Task:
Look for "standard" in each line of the records, and copy the lines that have it.

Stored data
=== Begin Enclosure ===

//! Structure name resolution
//!
//! Structure references are resolved by lookup in a catalog the host
//! application fills once at startup, from explicit registrations and
//! optionally from a directory of descriptor files (`<dir>/*.json`).
//! Resolution never evaluates caller-supplied input; an unknown name is an
//! ordinary `None`.

use std::collections::HashMap;
use std::fs;
use std::path::Path;
use std::sync::Arc;

use super::descriptor::StructDescriptor;
use super::errors::{CatalogError, CatalogResult};

/// Narrow lookup the type registry uses to resolve structure names.
pub trait StructResolver: Send + Sync {
    /// Resolve a structure name to its descriptor
    fn resolve(&self, name: &str) -> Option<Arc<StructDescriptor>>;
}

/// In-memory catalog of structures eligible for `struct`-typed attributes.
#[derive(Debug, Default)]
pub struct StructCatalog {
    structs: HashMap<String, Arc<StructDescriptor>>,
}

impl StructCatalog {
    /// Create an empty catalog
    pub fn new() -> Self {
        Self::default()
    }

    /// Registers a descriptor.
    ///
    /// Registrations are immutable: registering a name twice fails.
    pub fn register(&mut self, descriptor: StructDescriptor) -> CatalogResult<()> {
        descriptor
            .validate_structure()
            .map_err(|reason| CatalogError::InvalidDescriptor {
                name: descriptor.name.clone(),
                reason,
            })?;

        if self.structs.contains_key(&descriptor.name) {
            return Err(CatalogError::AlreadyRegistered(descriptor.name));
        }

        self.structs
            .insert(descriptor.name.clone(), Arc::new(descriptor));
        Ok(())
    }

    /// Loads every `*.json` descriptor file in `dir`.
    ///
    /// A missing directory loads nothing. Any unreadable or malformed file
    /// aborts the load. Returns the number of descriptors loaded.
    pub fn load_dir(&mut self, dir: &Path) -> CatalogResult<usize> {
        if !dir.exists() {
            return Ok(0);
        }

        let entries = fs::read_dir(dir).map_err(|e| CatalogError::Io {
            path: dir.display().to_string(),
            source: e,
        })?;

        // Sort for a deterministic registration order
        let mut paths = Vec::new();
        for entry in entries {
            let entry = entry.map_err(|e| CatalogError::Io {
                path: dir.display().to_string(),
                source: e,
            })?;
            let path = entry.path();
            if path.extension().map_or(false, |ext| ext == "json") {
                paths.push(path);
            }
        }
        paths.sort();

        for path in &paths {
            self.load_file(path)?;
        }

        Ok(paths.len())
    }

    /// Loads a single descriptor file.
    fn load_file(&mut self, path: &Path) -> CatalogResult<()> {
        let content = fs::read_to_string(path).map_err(|e| CatalogError::Io {
            path: path.display().to_string(),
            source: e,
        })?;

        let descriptor: StructDescriptor =
            serde_json::from_str(&content).map_err(|e| CatalogError::MalformedFile {
                path: path.display().to_string(),
                reason: format!("Invalid JSON: {}", e),
            })?;

        self.register(descriptor)
    }

    /// Gets a descriptor by name.
    pub fn get(&self, name: &str) -> Option<&StructDescriptor> {
        self.structs.get(name).map(Arc::as_ref)
    }

    /// Registered structure names, sorted.
    pub fn names(&self) -> Vec<&str> {
        let mut names: Vec<&str> = self.structs.keys().map(String::as_str).collect();
        names.sort_unstable();
        names
    }

    /// Returns the number of registered structures.
    pub fn len(&self) -> usize {
        self.structs.len()
    }

    pub fn is_empty(&self) -> bool {
        self.structs.is_empty()
    }
}

impl StructResolver for StructCatalog {
    fn resolve(&self, name: &str) -> Option<Arc<StructDescriptor>> {
        self.structs.get(name).cloned()
    }
}

#[cfg(test)]
mod tests {
    use super::*;
    use crate::types::Value;
    use tempfile::TempDir;

    fn link() -> StructDescriptor {
        StructDescriptor::new("Link", Vec::new()).with_field("href", Value::string(""))
    }

    #[test]
    fn test_register_and_resolve() {
        let mut catalog = StructCatalog::new();
        catalog.register(link()).unwrap();

        assert_eq!(catalog.len(), 1);
        assert_eq!(catalog.resolve("Link").unwrap().name, "Link");
        assert!(catalog.resolve("Button").is_none());
    }

    #[test]
    fn test_registration_immutable() {
        let mut catalog = StructCatalog::new();
        catalog.register(link()).unwrap();

        let result = catalog.register(link());
        assert!(matches!(result, Err(CatalogError::AlreadyRegistered(ref n)) if n == "Link"));
    }

    #[test]
    fn test_invalid_descriptor_rejected() {
        let mut catalog = StructCatalog::new();
        let result = catalog.register(StructDescriptor::new("", Vec::new()));
        assert!(matches!(result, Err(CatalogError::InvalidDescriptor { .. })));
        assert!(catalog.is_empty());
    }

    #[test]
    fn test_load_dir() {
        let temp_dir = TempDir::new().unwrap();
        fs::write(
            temp_dir.path().join("link.json"),
            r#"{"name": "Link", "fields": [{"name": "href", "default": ""}]}"#,
        )
        .unwrap();
        fs::write(
            temp_dir.path().join("button.json"),
            r#"{"name": "Button", "fields": []}"#,
        )
        .unwrap();
        fs::write(temp_dir.path().join("notes.txt"), "not a descriptor").unwrap();

        let mut catalog = StructCatalog::new();
        let loaded = catalog.load_dir(temp_dir.path()).unwrap();

        assert_eq!(loaded, 2);
        assert_eq!(catalog.names(), vec!["Button", "Link"]);
    }

    #[test]
    fn test_load_missing_dir_is_empty() {
        let temp_dir = TempDir::new().unwrap();
        let mut catalog = StructCatalog::new();
        let loaded = catalog.load_dir(&temp_dir.path().join("absent")).unwrap();
        assert_eq!(loaded, 0);
    }

    #[test]
    fn test_load_malformed_file_fails() {
        let temp_dir = TempDir::new().unwrap();
        fs::write(temp_dir.path().join("bad.json"), "{ not json").unwrap();

        let mut catalog = StructCatalog::new();
        let result = catalog.load_dir(temp_dir.path());
        assert!(matches!(result, Err(CatalogError::MalformedFile { .. })));
    }
}
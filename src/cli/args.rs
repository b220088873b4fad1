//! CLI argument definitions using clap
//!
//! Commands:
//! - slotattr validate --config <path>
//! - slotattr encode-options
//! - slotattr structs --config <path>

use clap::{Parser, Subcommand};
use std::path::PathBuf;

/// slotattr - A strict, deterministic validator for slot attribute definitions
#[derive(Parser, Debug)]
#[command(name = "slotattr")]
#[command(version, about, long_about = None)]
pub struct Cli {
    #[command(subcommand)]
    pub command: Command,
}

#[derive(Subcommand, Debug)]
pub enum Command {
    /// Validate attribute definitions, one JSON object per stdin line
    Validate {
        /// Path to configuration file
        #[arg(long, default_value = "./slotattr.json")]
        config: PathBuf,
    },

    /// Encode a JSON options object into the binary options form
    EncodeOptions,

    /// List the structures available to `struct` attributes
    Structs {
        /// Path to configuration file
        #[arg(long, default_value = "./slotattr.json")]
        config: PathBuf,
    },
}

impl Cli {
    /// Parse command line arguments
    pub fn parse_args() -> Self {
        Cli::parse()
    }
}
//! Structure descriptors
//!
//! A descriptor declares a structure that attributes may reference through
//! the `struct` type tag. Descriptors are plain data: the field list and each
//! field's default value. The empty instance of a structure is the instance
//! holding every field's default.

use serde::{Deserialize, Serialize};
use std::collections::{BTreeMap, HashSet};

use super::value::{StructInstance, Value};

/// A single declared field of a structure
#[derive(Debug, Clone, PartialEq, Serialize, Deserialize)]
pub struct StructField {
    /// Field name
    pub name: String,
    /// Value the field holds in the empty instance
    #[serde(default)]
    pub default: Value,
}

impl StructField {
    pub fn new(name: impl Into<String>, default: Value) -> Self {
        Self {
            name: name.into(),
            default,
        }
    }
}

/// Declared structure eligible for `struct`-typed attributes
#[derive(Debug, Clone, PartialEq, Serialize, Deserialize)]
pub struct StructDescriptor {
    /// Registered structure name
    pub name: String,
    /// Declared fields, in declaration order
    #[serde(default)]
    pub fields: Vec<StructField>,
}

impl StructDescriptor {
    /// Create a descriptor
    pub fn new(name: impl Into<String>, fields: Vec<StructField>) -> Self {
        Self {
            name: name.into(),
            fields,
        }
    }

    /// Add a field with the given default
    pub fn with_field(mut self, name: impl Into<String>, default: Value) -> Self {
        self.fields.push(StructField::new(name, default));
        self
    }

    /// Validates the descriptor itself (not an instance)
    pub fn validate_structure(&self) -> Result<(), String> {
        if self.name.is_empty() {
            return Err("struct name must not be empty".into());
        }

        let mut seen = HashSet::new();
        for field in &self.fields {
            if field.name.is_empty() {
                return Err("field names must not be empty".into());
            }
            if !seen.insert(field.name.as_str()) {
                return Err(format!("duplicate field '{}'", field.name));
            }
        }

        Ok(())
    }

    /// The canonical zero-value instance of this structure
    pub fn empty_instance(&self) -> Value {
        let fields: BTreeMap<String, Value> = self
            .fields
            .iter()
            .map(|f| (f.name.clone(), f.default.clone()))
            .collect();
        Value::Struct(StructInstance::new(self.name.clone(), fields))
    }

    /// Returns true if `value` is an instance of this structure.
    ///
    /// An instance must carry this structure's name and exactly the
    /// declared field set; field values are not inspected.
    pub fn is_instance(&self, value: &Value) -> bool {
        match value {
            Value::Struct(inst) => {
                inst.name == self.name
                    && inst.fields.len() == self.fields.len()
                    && self.fields.iter().all(|f| inst.fields.contains_key(&f.name))
            }
            _ => false,
        }
    }
}
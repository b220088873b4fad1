//! CLI module for slotattr
//!
//! Provides command-line interface for:
//! - validate: Validate attribute definitions read from stdin
//! - encode-options: Encode an options object into the binary form
//! - structs: List registered structures

mod args;
mod commands;
mod errors;
mod io;

pub use args::{Cli, Command};
pub use commands::{encode_options, run, run_command, structs, validate, Config};
pub use errors::{CliError, CliErrorCode, CliResult};
pub use io::{read_request, read_requests, write_error, write_json, write_response};
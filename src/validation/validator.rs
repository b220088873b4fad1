//! Attribute definition validator
//!
//! Validation semantics:
//! - Options are decoded first; corrupt options abort the call
//! - The standard rule set runs in fixed order
//! - Rule errors are accumulated, never raised
//! - The verdict carries either the accepted definition or every error
//!
//! Validation is pure and deterministic. The validator holds no mutable
//! state and may be shared between threads.

use std::sync::Arc;

use super::definition::{AttributeDefinition, AttributeInput, Verdict};
use super::errors::ValidateResult;
use super::rules::{RuleContext, RuleSet};
use crate::observability::{Event, Logger};
use crate::options::OptionsCodec;
use crate::types::TypeRegistry;

/// Validates attribute definitions against a type registry.
#[derive(Debug, Clone)]
pub struct AttributeValidator {
    registry: Arc<TypeRegistry>,
    rules: RuleSet,
}

impl AttributeValidator {
    /// Creates a validator with the standard rule set.
    pub fn new(registry: Arc<TypeRegistry>) -> Self {
        Self {
            registry,
            rules: RuleSet::standard(),
        }
    }

    /// Returns the registry this validator resolves types against.
    pub fn registry(&self) -> &TypeRegistry {
        &self.registry
    }

    /// Returns the rules in execution order.
    pub fn rules(&self) -> &RuleSet {
        &self.rules
    }

    /// Validates one attribute input.
    ///
    /// # Errors
    ///
    /// Returns `ValidateError::MalformedOptions` if the raw options cannot
    /// be decoded. No rule runs in that case. Semantically invalid input is
    /// never an error; it yields `Verdict::Invalid`.
    pub fn validate(&self, input: &AttributeInput) -> ValidateResult<Verdict> {
        let name = input.name().unwrap_or("");
        Logger::trace(Event::ValidationStart, &[("name", name)]);

        let options = OptionsCodec::decode(&input.options).map_err(|e| {
            let reason = e.to_string();
            Logger::warn(
                Event::OptionsMalformed,
                &[("name", name), ("reason", reason.as_str())],
            );
            e
        })?;

        let ctx = RuleContext::new(input, &options, &self.registry);
        let acc = self.rules.run(&ctx);

        if acc.is_valid() {
            if let (Some(name), Some(type_tag)) = (ctx.name, ctx.type_tag) {
                Logger::info(
                    Event::ValidationAccepted,
                    &[("name", name), ("type_tag", type_tag.as_str())],
                );
                return Ok(Verdict::Valid(AttributeDefinition {
                    name: name.to_string(),
                    type_tag,
                    struct_name: ctx.struct_name.map(str::to_string),
                    options: options.clone(),
                    slot_id: input.slot_id.clone(),
                }));
            }
        }

        let errors = acc.into_errors();
        let count = errors.len().to_string();
        let first = errors.first().map_or("", |e| e.kind.code());
        Logger::info(
            Event::ValidationRejected,
            &[("name", name), ("errors", count.as_str()), ("first", first)],
        );

        Ok(Verdict::Invalid(errors))
    }
}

=== End Enclosure ===

Solution:
//! - The standard rule set runs in fixed order
    /// Creates a validator with the standard rule set.
            rules: RuleSet::standard(),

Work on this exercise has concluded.